>>

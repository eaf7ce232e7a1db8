use crate::client::{BufferedService, HttpClient};
use crate::config::{HttpClientConfig, TlsRootConfig, TransportSecurity};
use crate::error::HttpError;
use crate::layers::{DefaultHeadersLayer, UserAgentLayer};
use crate::response::ResponseBody;
use crate::tls;
use bytes::Bytes;
use http::Response;
use http_body_util::{BodyExt, Full};
use hyper_util::client::legacy::Client;
use hyper_util::rt::{TokioExecutor, TokioTimer};
use std::time::Duration;
use tower::buffer::Buffer;
use tower::timeout::TimeoutLayer;
use tower::{ServiceBuilder, ServiceExt};
use tower_http::decompression::DecompressionLayer;
use tower_http::follow_redirect::FollowRedirectLayer;

/// Builder for constructing an [`HttpClient`] with a layered tower middleware stack.
#[derive(Debug, Clone, Default)]
pub struct HttpClientBuilder {
    config: HttpClientConfig,
}

impl HttpClientBuilder {
    #[must_use]
    pub fn new() -> Self {
        Self::default()
    }

    #[must_use]
    pub fn with_config(config: HttpClientConfig) -> Self {
        Self { config }
    }

    /// Set the per-request timeout
    #[must_use]
    pub fn timeout(mut self, timeout: Duration) -> Self {
        self.config.request_timeout = timeout;
        self
    }

    #[must_use]
    pub fn user_agent(mut self, user_agent: impl Into<String>) -> Self {
        self.config.user_agent = user_agent.into();
        self
    }

    /// Add a header sent with every request that does not set it itself
    #[must_use]
    pub fn default_header(mut self, name: impl Into<String>, value: impl Into<String>) -> Self {
        self.config
            .default_headers
            .push((name.into(), value.into()));
        self
    }

    #[must_use]
    pub fn max_body_size(mut self, size: usize) -> Self {
        self.config.max_body_size = size;
        self
    }

    #[must_use]
    pub fn transport(mut self, transport: TransportSecurity) -> Self {
        self.config.transport = transport;
        self
    }

    /// Allow plain HTTP URLs.
    ///
    /// Only available in debug builds or with the `allow-insecure-http`
    /// feature, so release binaries cannot opt out of TLS by accident.
    #[must_use]
    #[cfg(any(debug_assertions, feature = "allow-insecure-http"))]
    pub fn allow_insecure_http(mut self) -> Self {
        self.config.transport = TransportSecurity::AllowInsecureHttp;
        self
    }

    #[must_use]
    pub fn tls_roots(mut self, tls_roots: TlsRootConfig) -> Self {
        self.config.tls_roots = tls_roots;
        self
    }

    /// Capacity of the request buffer; 0 is clamped to 1.
    #[must_use]
    pub fn buffer_capacity(mut self, capacity: usize) -> Self {
        self.config.buffer_capacity = capacity.max(1);
        self
    }

    #[must_use]
    pub fn pool_idle_timeout(mut self, timeout: Option<Duration>) -> Self {
        self.config.pool_idle_timeout = timeout;
        self
    }

    #[must_use]
    pub fn pool_max_idle_per_host(mut self, max: usize) -> Self {
        self.config.pool_max_idle_per_host = max;
        self
    }

    /// Build the client.
    ///
    /// Must run inside a Tokio runtime context: the request buffer spawns
    /// its worker task on the current runtime.
    ///
    /// # Errors
    /// Returns an error if TLS initialization fails or a configured header
    /// (User-Agent or default header) is invalid.
    pub fn build(self) -> Result<HttpClient, HttpError> {
        let HttpClientConfig {
            request_timeout: timeout,
            max_body_size,
            user_agent,
            default_headers,
            transport,
            tls_roots,
            buffer_capacity,
            pool_idle_timeout,
            pool_max_idle_per_host,
        } = self.config;

        if transport == TransportSecurity::AllowInsecureHttp {
            tracing::info!(
                "insecure HTTP enabled (TransportSecurity::AllowInsecureHttp); \
                 traffic to http:// URLs is not encrypted"
            );
        }

        let ua_layer = UserAgentLayer::try_new(&user_agent)?;
        let headers_layer = DefaultHeadersLayer::try_new(default_headers)?;
        let https = tls::build_https_connector(tls_roots, transport)?;

        let mut client_builder = Client::builder(TokioExecutor::new());
        // pool_idle_timeout has no effect without a pool timer
        client_builder
            .pool_timer(TokioTimer::new())
            .pool_max_idle_per_host(pool_max_idle_per_host);
        if let Some(idle) = pool_idle_timeout {
            client_builder.pool_idle_timeout(idle);
        }
        let hyper_client = client_builder.build::<_, Full<Bytes>>(https);

        // Request flow (outer to inner):
        //   Buffer -> error mapping -> Timeout -> DefaultHeaders -> UserAgent ->
        //   Decompression -> FollowRedirect -> hyper client
        //
        // Every HTTP status comes back as Ok(Response); only transport,
        // timeout and TLS failures are Err.
        let service = ServiceBuilder::new()
            .layer(TimeoutLayer::new(timeout))
            .layer(headers_layer)
            .layer(ua_layer)
            .layer(DecompressionLayer::new())
            .layer(FollowRedirectLayer::new())
            .service(hyper_client)
            .map_response(into_response_body)
            .map_err(move |e: tower::BoxError| map_tower_error(e, timeout))
            .boxed_clone();

        let buffered: BufferedService = Buffer::new(service, buffer_capacity.max(1));

        tracing::debug!(
            ?timeout,
            ?transport,
            max_body_size,
            "HTTP client built"
        );

        Ok(HttpClient {
            service: buffered,
            max_body_size,
            transport_security: transport,
        })
    }
}

fn map_tower_error(err: tower::BoxError, timeout: Duration) -> HttpError {
    if err.is::<tower::timeout::error::Elapsed>() {
        return HttpError::Timeout(timeout);
    }

    match err.downcast::<HttpError>() {
        Ok(http_err) => *http_err,
        Err(other) => HttpError::Transport(other),
    }
}

fn into_response_body<B>(response: Response<B>) -> Response<ResponseBody>
where
    B: http_body::Body<Data = Bytes> + Send + Sync + 'static,
    B::Error: Into<Box<dyn std::error::Error + Send + Sync>>,
{
    let (parts, body) = response.into_parts();
    Response::from_parts(parts, body.map_err(Into::into).boxed())
}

<<

▶ [Your objective]:
Each line from the beginning of the entries to the line with "use tower_http::follow_redirect::FollowRedirectLayer;" must be repeated exactly, with both end lines kept and no other lines given.

▶ [Completed exercise]:
repository eaf7ce232e7a1db8
use crate::client::{BufferedService, HttpClient};
use crate::config::{HttpClientConfig, TlsRootConfig, TransportSecurity};
use crate::error::HttpError;
use crate::layers::{DefaultHeadersLayer, UserAgentLayer};
use crate::response::ResponseBody;
use crate::tls;
use bytes::Bytes;
use http::Response;
use http_body_util::{BodyExt, Full};
use hyper_util::client::legacy::Client;
use hyper_util::rt::{TokioExecutor, TokioTimer};
use std::time::Duration;
use tower::buffer::Buffer;
use tower::timeout::TimeoutLayer;
use tower::{ServiceBuilder, ServiceExt};
use tower_http::decompression::DecompressionLayer;
use tower_http::follow_redirect::FollowRedirectLayer;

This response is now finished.